Thursday, 26 July 2012

Tough Times Call For...Some Good Cries

I will keep this short. 

I have hit a wave and I'm in the thick of it.  It's been creeping up for a few weeks and I'm hoping I've hit the worst of it.

At 1 Year and 1 Week Benzo Free, my mental withdrawal effects have lessened to a very comfortable level.  I'm not "there" yet...but getting close!

Physically?  This week alone I have been hit with:

MAJOR nausea - dry heaving over the kitchen sink has returned

Chest Pain - the worst I've ever had and was so scary it required a "call to Mom and Dad" for support today...and a call to my husband at work...and my girlfriend Stephanie...it was not fun

Shingles-Like Pain - feels like a million little needles all over my spine and arms and it radiates to my legs/face/neck...at times my clothes hurt when they brush my skin

Nerve Pain - "Zaps" of pain all over my abdomen and ribs...it feels like bee stings all over

General Stomach Discomfort - it never feels "right"...bloating, gurgling and pains

Flu-Like Feeling - my body will ache as though I have the flu, but only comes for a hour or so, and it's not as extreme as a flu bug

Fever-Like Feeling - feel as though I'm burning up, so I take my temperature and it reads:  36.6


It has not been fun and many tears have been shed.  The past two nights have been the worst and my sleep has gone from a solid 6 hours to 2-3 hours per night.  I'm hoping for better sleep tonight.

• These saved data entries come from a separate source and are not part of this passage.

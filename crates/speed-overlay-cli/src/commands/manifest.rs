//! Built-in plugin manifests shared by the run and plugins commands

use speed_overlay_core::{PluginConfig, RuntimeConfig};

pub fn speed_overlay_manifest() -> PluginConfig {
    PluginConfig {
        name: "speed-overlay".to_string(),
        description: "Per-vehicle speed labels from tracked detections".to_string(),
        inputs: vec!["TrackedDetections".to_string()],
        outputs: vec!["SpeedLabels".to_string()],
        config: RuntimeConfig {
            max_detections_per_frame: 256,
            experimental: false,
        },
    }
}

pub fn ground_projection_manifest() -> PluginConfig {
    PluginConfig {
        name: "ground-projection".to_string(),
        description: "Project pixel points onto the calibrated ground plane".to_string(),
        inputs: vec!["PixelPoints".to_string()],
        outputs: vec!["GroundPositions".to_string()],
        config: RuntimeConfig {
            max_detections_per_frame: 256,
            experimental: false,
        },
    }
}
//! Plugin wrapper for the speed overlay pipeline

use crate::{FrameOrchestrator, OverlayConfig};
use async_trait::async_trait;
use serde_json::json;
use speed_overlay_common::Detection;
use speed_overlay_core::{
    Context, Operation, Plugin, PluginConfig, PluginData, PluginError, PluginRequest,
    PluginResponse,
};
use std::collections::HashSet;
use std::path::Path;
use std::time::Instant;
use tracing::info;

/// Frames are stored densely, so an absurd index in a malformed stream would
/// allocate that many empty frames. About nine hours of video at 30 fps.
const MAX_FRAME_INDEX: usize = 1_000_000;

/// Speed overlay plugin implementation
pub struct SpeedOverlayPlugin {
    config: PluginConfig,
    overlay: OverlayConfig,
}

impl SpeedOverlayPlugin {
    /// Create new speed overlay plugin
    pub fn new(config: PluginConfig, overlay: OverlayConfig) -> Self {
        Self { config, overlay }
    }

    /// Load plugin from YAML configuration
    pub fn from_yaml(yaml_path: impl AsRef<Path>) -> Result<Self, PluginError> {
        let contents = std::fs::read_to_string(yaml_path.as_ref())?;
        let config: PluginConfig = serde_yaml::from_str(&contents)?;

        Ok(Self::new(config, OverlayConfig::default()))
    }
}

#[async_trait]
impl Plugin for SpeedOverlayPlugin {
    fn name(&self) -> &str {
        "speed-overlay"
    }

    fn config(&self) -> &PluginConfig {
        &self.config
    }

    fn supports_input(&self, input_type: &str) -> bool {
        input_type == "TrackedDetections"
    }

    fn produces_output(&self, output_type: &str) -> bool {
        output_type == "SpeedLabels"
    }

    async fn execute(
        &self,
        ctx: &Context,
        request: &PluginRequest,
    ) -> Result<PluginResponse, PluginError> {
        let start = Instant::now();

        // Operation parameters override the configured defaults
        let mut overlay = self.overlay.clone();
        match &request.operation {
            Operation::SpeedOverlay {
                sampling_rate,
                meters_per_unit,
                stale_after_seconds,
            } => {
                if let Some(rate) = sampling_rate {
                    overlay.sampling_rate = *rate;
                }
                if let Some(scale) = meters_per_unit {
                    overlay.meters_per_unit = *scale;
                }
                if let Some(stale) = stale_after_seconds {
                    overlay.stale_after_seconds = Some(*stale);
                }
            }
            _ => {
                return Err(PluginError::InvalidInput(
                    "Expected SpeedOverlay operation".to_string(),
                ))
            }
        }

        // Flat array of detections, each with a frame_idx field, grouped per frame
        let detections: Vec<Detection> = match &request.input {
            PluginData::Json(json_val) => serde_json::from_value(json_val.clone())
                .map_err(|e| PluginError::InvalidInput(format!("Bad detection input: {e}")))?,
            PluginData::FilePath(path) => {
                let contents = std::fs::read_to_string(path)?;
                serde_json::from_str(&contents)
                    .map_err(|e| PluginError::InvalidInput(format!("Bad detection file: {e}")))?
            }
        };

        let mut frames: Vec<Vec<Detection>> = Vec::with_capacity(100);
        for detection in detections {
            let frame_idx = detection.frame_idx as usize;
            if frame_idx > MAX_FRAME_INDEX {
                return Err(PluginError::InvalidInput(format!(
                    "Frame index {frame_idx} exceeds the supported maximum of {MAX_FRAME_INDEX}"
                )));
            }
            if frames.len() <= frame_idx {
                frames.resize(frame_idx + 1, Vec::new());
            }
            frames[frame_idx].push(detection);
        }

        if frames.is_empty() {
            return Err(PluginError::ExecutionFailed(
                "No detections found in input data".to_string(),
            ));
        }

        if ctx.verbose {
            info!(
                "Speed overlay: {} frames, {} detections at {} fps",
                frames.len(),
                frames.iter().map(|f| f.len()).sum::<usize>(),
                overlay.sampling_rate
            );
        }

        let mut orchestrator = FrameOrchestrator::new(overlay)
            .map_err(|e| PluginError::ExecutionFailed(e.to_string()))?;

        let max_per_frame = self.config.config.max_detections_per_frame as usize;
        let mut warnings = Vec::new();
        let mut seen_tracks: HashSet<u32> = HashSet::new();
        let mut frame_records = Vec::with_capacity(frames.len());

        for (frame_idx, frame_detections) in frames.iter().enumerate() {
            if frame_detections.len() > max_per_frame {
                warnings.push(format!(
                    "Frame {}: {} detections exceed the configured limit of {}",
                    frame_idx,
                    frame_detections.len(),
                    max_per_frame
                ));
            }
            seen_tracks.extend(frame_detections.iter().map(|d| d.track_id));

            let labels = orchestrator.process_frame(frame_detections);

            let mut label_records = Vec::with_capacity(labels.len());
            label_records.extend(labels.iter().zip(frame_detections.iter()).map(
                |(label, detection)| {
                    let mut record = json!({
                        "track_id": label.track_id,
                        "class_name": label.class_name,
                        "speed_kmh": label.speed_kmh,
                        "text": label.text,
                    });
                    if ctx.save_intermediates {
                        record["anchor"] =
                            json!({"x": detection.anchor.x, "y": detection.anchor.y});
                    }
                    record
                },
            ));

            frame_records.push(json!({
                "frame": frame_idx,
                "labels": label_records,
            }));
        }

        let elapsed = start.elapsed();
        let result = json!({
            "frames": frame_records,
            "total_frames": frames.len(),
            "total_tracks": seen_tracks.len(),
        });

        info!(
            "Speed overlay complete: {} tracks, {} frames in {:.2}ms",
            seen_tracks.len(),
            frames.len(),
            elapsed.as_millis()
        );

        Ok(PluginResponse {
            output: PluginData::Json(result),
            duration: elapsed,
            warnings,
        })
    }
}
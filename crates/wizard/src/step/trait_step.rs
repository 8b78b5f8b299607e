use crate::context::ProcessContext;
use crate::errors::Result;
use crate::response::Response;

use super::{ActionResult, ServiceAware, StepOutcome};

/// Trait que representa un paso del proceso.
///
/// El nombre se asigna al registrar el paso en un `Process` (o al añadirlo
/// desde el builder); después el paso vive detrás de un `Arc` y ya no cambia.
pub trait Step: Send + Sync {
    /// Nombre del paso dentro del proceso.
    fn name(&self) -> &str;

    /// Asigna el nombre. Lo llama el proceso al añadir el paso.
    fn set_name(&mut self, name: &str);

    /// Produce la respuesta a mostrar para este paso.
    fn display_action(&self, ctx: &mut ProcessContext) -> Result<Response>;

    /// Procesa la entrada del usuario. Por defecto completa el paso y deja que
    /// el coordinador siga el orden natural.
    fn forward_action(&self, _ctx: &mut ProcessContext) -> Result<StepOutcome> {
        Ok(StepOutcome::Action(ActionResult::complete()))
    }

    fn is_active(&self) -> bool {
        true
    }

    /// Capacidad opcional: pasos que necesitan servicios externos devuelven
    /// `Some(self)` para que el builder les inyecte `Services`.
    fn as_service_aware(&mut self) -> Option<&mut dyn ServiceAware> {
        None
    }
}

impl std::fmt::Debug for dyn Step {
    fn fmt(&self, f: &mut std::fmt::Formatter<'_>) -> std::fmt::Result {
        f.debug_struct("Step").field("name", &self.name()).finish()
    }
}
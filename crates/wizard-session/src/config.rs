// Archivo: config.rs
// Propósito: configuración del registro de sesiones.
use chrono::TimeDelta;
use serde::{Deserialize, Serialize};

use crate::errors::{Result, SessionError};

pub const DEFAULT_IDLE_TTL_SECS: u64 = 1800;
const MAX_IDLE_TTL_SECS: u64 = (i64::MAX / 1000) as u64 / 2;

#[derive(Debug, Clone, PartialEq, Eq, Serialize, Deserialize)]
pub struct SessionConfig {
  /// Segundos sin acceso tras los que una sesión se considera caducada.
  pub idle_ttl_secs: u64,
}

impl Default for SessionConfig {
  fn default() -> Self {
    Self { idle_ttl_secs: DEFAULT_IDLE_TTL_SECS }
  }
}

impl SessionConfig {
  /// Carga `.env` (si existe) y lee `WIZARD_SESSION_TTL_SECS`.
  pub fn from_env() -> Result<Self> {
    dotenvy::dotenv().ok();
    match std::env::var("WIZARD_SESSION_TTL_SECS") {
      Ok(raw) => Self::parse_ttl(&raw),
      Err(_) => Ok(Self::default()),
    }
  }

  /// Valida un TTL textual: entero positivo.
  pub fn parse_ttl(raw: &str) -> Result<Self> {
    let secs: u64 = raw.trim()
                       .parse()
                       .map_err(|_| SessionError::Config(format!("WIZARD_SESSION_TTL_SECS no es un entero: {raw:?}")))?;
    if secs == 0 {
      return Err(SessionError::Config("WIZARD_SESSION_TTL_SECS debe ser mayor que 0".into()));
    }
    Ok(Self { idle_ttl_secs: secs })
  }

  pub fn idle_ttl(&self) -> TimeDelta {
    // TimeDelta admite hasta i64::MAX milisegundos.
    let secs = self.idle_ttl_secs.min(MAX_IDLE_TTL_SECS) as i64;
    TimeDelta::seconds(secs)
  }
}
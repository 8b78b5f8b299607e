// Archivo: builder.rs
// Propósito: ensamblar un `Process` a partir de un escenario. Guarda las
// plantillas de pasos registradas por alias e inyecta servicios en los pasos
// que los piden.
use std::sync::Arc;

use indexmap::IndexMap;
use log::debug;

use crate::errors::{Result, WizardError};
use crate::process::Process;
use crate::routing::RouteParams;
use crate::scenario::ProcessScenario;
use crate::step::{Services, Step};
use crate::validator::ProcessValidator;

/// Plantilla de paso: se instancia un paso nuevo en cada `load_step`.
pub type StepFactory = Arc<dyn Fn() -> Box<dyn Step> + Send + Sync>;

/// Lo que acepta `ProcessBuilder::add`: una instancia o el alias de una
/// plantilla registrada.
pub enum StepSource {
    Instance(Box<dyn Step>),
    Alias(String),
}

impl StepSource {
    pub fn instance<S>(step: S) -> Self
        where S: Step + 'static
    {
        StepSource::Instance(Box::new(step))
    }
}

impl From<Box<dyn Step>> for StepSource {
    fn from(step: Box<dyn Step>) -> Self {
        StepSource::Instance(step)
    }
}

impl From<&str> for StepSource {
    fn from(alias: &str) -> Self {
        StepSource::Alias(alias.to_string())
    }
}

impl From<String> for StepSource {
    fn from(alias: String) -> Self {
        StepSource::Alias(alias)
    }
}

/// Constructor de procesos.
///
/// Las operaciones que modifican el proceso fallan con
/// `BuilderNotInitialized` hasta que se llama a `build`. Clonar el builder
/// comparte las plantillas y servicios, no el proceso en curso.
#[derive(Clone, Default)]
pub struct ProcessBuilder {
    process: Option<Process>,
    templates: IndexMap<String, StepFactory>,
    services: Option<Services>,
}

impl ProcessBuilder {
    pub fn new() -> Self {
        Self::default()
    }

    /// Servicios a inyectar en pasos `ServiceAware`.
    pub fn with_services(mut self, services: Services) -> Self {
        self.services = Some(services);
        self
    }

    pub fn set_services(&mut self, services: Services) {
        self.services = Some(services);
    }

    pub fn services(&self) -> Option<&Services> {
        self.services.as_ref()
    }

    /// Crea un proceso vacío, deja que el escenario lo pueble y devuelve una
    /// copia. El proceso construido queda accesible con `process()`.
    pub fn build(&mut self, scenario: &dyn ProcessScenario) -> Result<Process> {
        self.process = Some(Process::new());
        scenario.build(self)?;
        let process = self.process_mut("build")?.clone();
        debug!("proceso construido con {} pasos", process.count_steps());
        Ok(process)
    }

    /// Último proceso construido (o en construcción).
    pub fn process(&self) -> Option<&Process> {
        self.process.as_ref()
    }

    fn process_mut(&mut self, op: &'static str) -> Result<&mut Process> {
        self.process.as_mut().ok_or(WizardError::BuilderNotInitialized(op))
    }

    /// Registra una plantilla de paso bajo `alias`.
    pub fn register_step<F>(&mut self, alias: &str, factory: F) -> Result<&mut Self>
        where F: Fn() -> Box<dyn Step> + Send + Sync + 'static
    {
        if self.templates.contains_key(alias) {
            return Err(WizardError::StepAliasAlreadyRegistered(alias.to_string()));
        }
        self.templates.insert(alias.to_string(), Arc::new(factory));
        Ok(self)
    }

    pub fn has_template(&self, alias: &str) -> bool {
        self.templates.contains_key(alias)
    }

    /// Instancia la plantilla registrada bajo `alias`.
    pub fn load_step(&self, alias: &str) -> Result<Box<dyn Step>> {
        self.templates
            .get(alias)
            .map(|factory| factory())
            .ok_or_else(|| WizardError::StepAliasNotRegistered(alias.to_string()))
    }

    /// Añade un paso al proceso con el nombre `name`.
    ///
    /// `source` puede ser una instancia o un alias registrado. Si hay
    /// servicios configurados y el paso los acepta, se le inyectan antes de
    /// añadirlo.
    pub fn add(&mut self, name: &str, source: impl Into<StepSource>) -> Result<&mut Self> {
        self.process_mut("add")?;
        let mut step = match source.into() {
            StepSource::Instance(step) => step,
            StepSource::Alias(alias) => self.load_step(&alias)?,
        };
        step.set_name(name);
        if let Some(services) = &self.services {
            if let Some(aware) = step.as_service_aware() {
                aware.set_services(services.clone());
            }
        }
        self.process_mut("add")?.add_step(name, step)?;
        Ok(self)
    }

    pub fn remove(&mut self, name: &str) -> Result<&mut Self> {
        self.process_mut("remove")?.remove_step(name)?;
        Ok(self)
    }

    pub fn has(&self, name: &str) -> Result<bool> {
        self.process
            .as_ref()
            .map(|process| process.has_step(name))
            .ok_or(WizardError::BuilderNotInitialized("has"))
    }

    pub fn set_display_route(&mut self, route: &str) -> Result<&mut Self> {
        self.process_mut("set_display_route")?.set_display_route(route);
        Ok(self)
    }

    pub fn set_forward_route(&mut self, route: &str) -> Result<&mut Self> {
        self.process_mut("set_forward_route")?.set_forward_route(route);
        Ok(self)
    }

    pub fn set_redirect(&mut self, redirect: &str) -> Result<&mut Self> {
        self.process_mut("set_redirect")?.set_redirect(redirect);
        Ok(self)
    }

    pub fn set_redirect_params(&mut self, params: RouteParams) -> Result<&mut Self> {
        self.process_mut("set_redirect_params")?.set_redirect_params(params);
        Ok(self)
    }

    /// Valida el proceso con un predicado y el mensaje por defecto.
    pub fn validate<F>(&mut self, predicate: F) -> Result<&mut Self>
        where F: Fn() -> bool + Send + Sync + 'static
    {
        self.validate_with(ProcessValidator::new(predicate))
    }

    pub fn validate_with(&mut self, validator: ProcessValidator) -> Result<&mut Self> {
        self.process_mut("validate")?.set_validator(validator);
        Ok(self)
    }
}

impl std::fmt::Debug for ProcessBuilder {
    fn fmt(&self, f: &mut std::fmt::Formatter<'_>) -> std::fmt::Result {
        f.debug_struct("ProcessBuilder")
         .field("process", &self.process)
         .field("templates", &self.templates.keys().collect::<Vec<_>>())
         .field("services", &self.services)
         .finish()
    }
}
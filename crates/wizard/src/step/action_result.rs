use serde::{Deserialize, Serialize};
use serde_json::Value as JsonValue;

use crate::response::Response;

/// Resultado de avanzar un paso.
///
/// `complete()` no pide ningún paso concreto: el coordinador sigue el orden
/// natural del proceso. `continue_to(name)` fuerza el siguiente paso.
#[derive(Debug, Clone, Default, PartialEq, Eq, Serialize, Deserialize)]
pub struct ActionResult {
    next_step: Option<String>,
}

impl ActionResult {
    pub fn complete() -> Self {
        Self { next_step: None }
    }

    pub fn continue_to(step_name: impl Into<String>) -> Self {
        Self { next_step: Some(step_name.into()) }
    }

    /// Nombre del paso pedido explícitamente, si lo hay.
    pub fn next_step_name(&self) -> Option<&str> {
        self.next_step.as_deref()
    }
}

/// Lo que devuelve `Step::forward_action`.
#[derive(Debug, Clone, PartialEq)]
pub enum StepOutcome {
    /// El paso terminó; el coordinador decide la navegación.
    Action(ActionResult),
    /// El paso ya resolvió la respuesta (por ejemplo, re-mostrar con errores).
    Response(Response),
    /// Valor que el coordinador no sabe interpretar. Se rechaza como defecto.
    Unrecognized(JsonValue),
}

impl From<ActionResult> for StepOutcome {
    fn from(result: ActionResult) -> Self {
        StepOutcome::Action(result)
    }
}

impl From<Response> for StepOutcome {
    fn from(response: Response) -> Self {
        StepOutcome::Response(response)
    }
}

/// Traduce la salida JSON de un manejador externo:
/// - `null` -> `ActionResult::complete()`
/// - `{"next_step": "x"}` -> `ActionResult::continue_to("x")`
/// - `{"redirect": "/url"}` -> `Response::Redirect`
/// - `{"body": .., "status": n}` -> `Response::Content` (status por defecto 200)
/// - cualquier otra cosa -> `Unrecognized`
impl From<JsonValue> for StepOutcome {
    fn from(value: JsonValue) -> Self {
        if value.is_null() {
            return StepOutcome::Action(ActionResult::complete());
        }
        if let Some(next) = value.get("next_step").and_then(JsonValue::as_str) {
            return StepOutcome::Action(ActionResult::continue_to(next));
        }
        if let Some(target) = value.get("redirect").and_then(JsonValue::as_str) {
            return StepOutcome::Response(Response::redirect(target));
        }
        if let Some(body) = value.get("body") {
            let status = value.get("status")
                              .and_then(JsonValue::as_u64)
                              .and_then(|s| u16::try_from(s).ok())
                              .unwrap_or(200);
            return StepOutcome::Response(Response::content(status, body.clone()));
        }
        StepOutcome::Unrecognized(value)
    }
}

I KNEW this could happen.  I read it all the time on the forum I visit.  Even the Pharmacist I once got my prescription from said, "You realize this can take several years to recover from?".  And yet I am shocked.  I didn't think it would continue to hit me this hard at 1 year out.  I am not really discouraged, but at the same time I'm obviously not thrilled with this.  The aches and pains have made me irritable and I LOATHE being irritable around those I love.

One step at a time...I got through another hard day today and I hope tomorrow is better...much better.